RECORDS PROVIDED START

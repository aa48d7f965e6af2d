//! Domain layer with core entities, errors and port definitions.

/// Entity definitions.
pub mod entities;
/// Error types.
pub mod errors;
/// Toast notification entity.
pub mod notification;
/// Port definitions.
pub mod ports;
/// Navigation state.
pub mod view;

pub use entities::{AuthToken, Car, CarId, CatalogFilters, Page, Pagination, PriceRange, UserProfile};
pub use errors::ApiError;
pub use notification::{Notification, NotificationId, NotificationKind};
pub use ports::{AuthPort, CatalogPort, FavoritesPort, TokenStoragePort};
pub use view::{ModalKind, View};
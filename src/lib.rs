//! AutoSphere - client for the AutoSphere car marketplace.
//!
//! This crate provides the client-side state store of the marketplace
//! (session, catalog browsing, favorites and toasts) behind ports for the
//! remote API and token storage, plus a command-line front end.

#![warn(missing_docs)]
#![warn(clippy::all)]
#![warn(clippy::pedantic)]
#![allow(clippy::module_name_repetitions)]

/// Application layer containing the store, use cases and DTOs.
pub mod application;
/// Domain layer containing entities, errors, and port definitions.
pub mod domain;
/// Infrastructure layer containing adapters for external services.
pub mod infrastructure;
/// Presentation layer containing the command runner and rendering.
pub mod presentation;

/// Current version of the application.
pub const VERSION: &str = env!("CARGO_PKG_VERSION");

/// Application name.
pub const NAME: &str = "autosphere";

RECORDS PROVIDED END

WHAT TO WORK ON: Copy out each line of the listing that holds "clippy".

RESPONSE TO THE TASK:
#![warn(clippy::all)]
#![warn(clippy::pedantic)]
#![allow(clippy::module_name_repetitions)]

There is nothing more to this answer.